The critical function is make() which does this:

  • Normalize the view name by replacing '.' with '/'
  • Calls the finder to find the view.
  • Prepares the data array.
  • Discovers the engine to be used from the path.
  • Creates the View object

The problem with the base Factory class is that it assumes that the view name is a file name that has an extension, and the "php" or "blade.php" or "twig" extensions can be identified to determine the view type. Instead I store the view type in the database table.

The finder and loader have been extended so that they are able to pull the view from the database instead of from disk.

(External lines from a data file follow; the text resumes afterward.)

//! Task descriptors
//!
//! A [`Task`] is the immutable description of a prediction problem: the
//! dataset, the ordered class labels, and the train/test partition for every
//! (repeat, fold) pair of its estimation procedure.

mod dataset;
mod folds;
mod splits;
#[allow(clippy::module_inception)]
mod task;

pub use dataset::Dataset;
pub use folds::stratified_folds;
pub use splits::{Split, Splits};
pub use task::{EstimationKind, EstimationProcedure, Task};
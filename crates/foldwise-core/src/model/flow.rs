//! Flow descriptions: the transmittable form of a model configuration

use serde::{Deserialize, Serialize};
use std::collections::BTreeMap;

/// Serialized model configuration
#[derive(Debug, Clone, PartialEq, Serialize, Deserialize)]
pub struct FlowDescription {
    pub name: String,
    pub external_version: String,
    #[serde(default, skip_serializing_if = "Option::is_none")]
    pub description: Option<String>,
    /// Parameter name to JSON-encoded value
    #[serde(default)]
    pub parameters: BTreeMap<String, String>,
    /// Nested flows keyed by component identifier
    #[serde(default)]
    pub components: BTreeMap<String, FlowDescription>,
    #[serde(default)]
    pub dependencies: String,
}

impl FlowDescription {
    pub fn new(name: impl Into<String>, external_version: impl Into<String>) -> Self {
        Self {
            name: name.into(),
            external_version: external_version.into(),
            description: None,
            parameters: BTreeMap::new(),
            components: BTreeMap::new(),
            dependencies: String::new(),
        }
    }

    pub fn with_parameter(mut self, name: impl Into<String>, value: impl Into<String>) -> Self {
        self.parameters.insert(name.into(), value.into());
        self
    }

    pub fn with_component(mut self, identifier: impl Into<String>, flow: FlowDescription) -> Self {
        self.components.insert(identifier.into(), flow);
        self
    }

    /// Flatten into per-parameter settings, this flow first then components
    pub fn parameter_settings(&self) -> Vec<ParameterSetting> {
        let mut settings: Vec<ParameterSetting> = self
            .parameters
            .iter()
            .map(|(name, value)| ParameterSetting {
                component: self.name.clone(),
                name: name.clone(),
                value: value.clone(),
            })
            .collect();
        for component in self.components.values() {
            settings.extend(component.parameter_settings());
        }
        settings
    }
}

/// One parameter value of one flow component
#[derive(Debug, Clone, PartialEq, Eq, Serialize, Deserialize)]
pub struct ParameterSetting {
    pub component: String,
    pub name: String,
    pub value: String,
}
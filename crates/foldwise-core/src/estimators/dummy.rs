//! Baseline classifier that ignores the features

use super::math::distinct_classes;
use crate::error::{FoldwiseError, FoldwiseResult};
use crate::model::params::unknown_param;
use crate::model::traits::not_fitted;
use crate::model::{Classifier, Estimator, ParamMap, ParamValue};
use ndarray::{Array2, ArrayView2};
use rand::rngs::SmallRng;
use rand::{Rng, SeedableRng};

/// How the dummy classifier predicts
#[derive(Debug, Clone, Copy, PartialEq, Eq)]
pub enum DummyStrategy {
    /// Class priors from the training labels
    Prior,
    /// All mass on the most frequent training class
    MostFrequent,
    /// Equal probability for every training class
    Uniform,
    /// Random one-hot rows drawn from the class priors
    Stratified,
}

impl DummyStrategy {
    pub fn as_str(&self) -> &'static str {
        match self {
            Self::Prior => "prior",
            Self::MostFrequent => "most_frequent",
            Self::Uniform => "uniform",
            Self::Stratified => "stratified",
        }
    }

    fn parse(value: &str) -> Option<Self> {
        match value {
            "prior" => Some(Self::Prior),
            "most_frequent" => Some(Self::MostFrequent),
            "uniform" => Some(Self::Uniform),
            "stratified" => Some(Self::Stratified),
            _ => None,
        }
    }
}

#[derive(Debug, Clone)]
pub struct DummyClassifier {
    strategy: DummyStrategy,
    random_state: Option<u64>,
    classes: Vec<usize>,
    priors: Vec<f64>,
}

impl DummyClassifier {
    pub fn new(strategy: DummyStrategy) -> Self {
        Self {
            strategy,
            random_state: None,
            classes: Vec::new(),
            priors: Vec::new(),
        }
    }

    pub fn prior() -> Self {
        Self::new(DummyStrategy::Prior)
    }

    pub fn most_frequent() -> Self {
        Self::new(DummyStrategy::MostFrequent)
    }

    pub fn uniform() -> Self {
        Self::new(DummyStrategy::Uniform)
    }

    pub fn strategy(&self) -> DummyStrategy {
        self.strategy
    }

    fn probability_row(&self) -> Vec<f64> {
        let k = self.classes.len();
        match self.strategy {
            DummyStrategy::Prior | DummyStrategy::Stratified => self.priors.clone(),
            DummyStrategy::MostFrequent => {
                let best = super::math::argmax(self.priors.iter().copied());
                (0..k).map(|i| if i == best { 1.0 } else { 0.0 }).collect()
            }
            DummyStrategy::Uniform => vec![1.0 / k as f64; k],
        }
    }
}

impl Default for DummyClassifier {
    fn default() -> Self {
        Self::prior()
    }
}

impl Estimator for DummyClassifier {
    fn kind(&self) -> &'static str {
        "dummy"
    }

    fn params(&self) -> ParamMap {
        let mut params = ParamMap::new();
        params.insert("strategy".into(), self.strategy.as_str().into());
        params.insert(
            "random_state".into(),
            self.random_state
                .map_or(ParamValue::None, |s| ParamValue::Int(s as i64)),
        );
        params
    }

    fn set_param(&mut self, name: &str, value: ParamValue) -> FoldwiseResult<()> {
        match name {
            "strategy" => {
                self.strategy = value
                    .as_str()
                    .and_then(DummyStrategy::parse)
                    .ok_or_else(|| {
                        FoldwiseError::invalid_configuration(
                            "strategy",
                            format!("Unknown dummy strategy {}", value.repr()),
                        )
                    })?;
            }
            "random_state" => self.random_state = value.as_i64().map(|s| s as u64),
            other => return Err(unknown_param(self.kind(), other)),
        }
        Ok(())
    }

    fn clone_box(&self) -> Box<dyn Estimator> {
        Box::new(Self {
            random_state: self.random_state,
            ..Self::new(self.strategy)
        })
    }

    fn as_classifier(&self) -> Option<&dyn Classifier> {
        Some(self)
    }

    fn as_classifier_mut(&mut self) -> Option<&mut dyn Classifier> {
        Some(self)
    }
}

impl Classifier for DummyClassifier {
    fn fit(&mut self, _x: ArrayView2<'_, f64>, y: &[usize]) -> FoldwiseResult<()> {
        if y.is_empty() {
            return Err(FoldwiseError::estimator(self.kind(), "cannot fit on zero samples"));
        }
        self.classes = distinct_classes(y);
        self.priors = self
            .classes
            .iter()
            .map(|c| y.iter().filter(|&&label| label == *c).count() as f64 / y.len() as f64)
            .collect();
        Ok(())
    }

    fn classes(&self) -> &[usize] {
        &self.classes
    }

    fn predict_proba(&self, x: ArrayView2<'_, f64>) -> FoldwiseResult<Array2<f64>> {
        if self.classes.is_empty() {
            return Err(not_fitted(self.kind()));
        }
        let k = self.classes.len();
        if self.strategy == DummyStrategy::Stratified {
            let mut rng = SmallRng::seed_from_u64(self.random_state.unwrap_or(0));
            let mut proba = Array2::<f64>::zeros((x.nrows(), k));
            for mut row in proba.rows_mut() {
                let draw: f64 = rng.gen_range(0.0..1.0);
                let mut cumulative = 0.0;
                let mut chosen = k - 1;
                for (i, p) in self.priors.iter().enumerate() {
                    cumulative += p;
                    if draw < cumulative {
                        chosen = i;
                        break;
                    }
                }
                row[chosen] = 1.0;
            }
            return Ok(proba);
        }
        let row = self.probability_row();
        let mut proba = Array2::<f64>::zeros((x.nrows(), k));
        for mut out in proba.rows_mut() {
            out.iter_mut().zip(&row).for_each(|(o, p)| *o = *p);
        }
        Ok(proba)
    }
}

The logic of pulling the view from the database is all in the Vpage::make() function.

Once the content of the blade is pulled from the database and the engine is resolved then the view factory and the engine are then passed by Factory::make() to the view.

Rendering

View::render() does the actual rendering by:

  • calling View::renderContents()
  • which calls View::getContents()
  • which passes the full view path and the data to the Engine::get()
  • Engine::get() calls Compiler::compile() to compile the view if the cached copy of the compiled view is expired
  • then Compiler::getCompiledPath() which returns the path of the compiled view
  • then Engine::evaluatePath() which passes the data to the compiled view

Service Provider

The service provider here is fairly simple -- however there are 3:

  • ViewPagesServiceProvider -- does the normal registration of migrations, seeds, and also calls in StringBladeCompilerServiceProvider.
  • IlluminateViewServiceProvider -- extends the base Laravel View Service Provider to include the necessary additional finder and loader classes.
  • TwigBridgeServiceProvider -- extends the Service Provider in TwigBridge so that the twig chain loader includes a class to load twig templates from the database.

Model Class

The model class (Vpage) replaces the on-disk storage of template files, so that the Factory class discussed above can pull templates from the database rather than disk.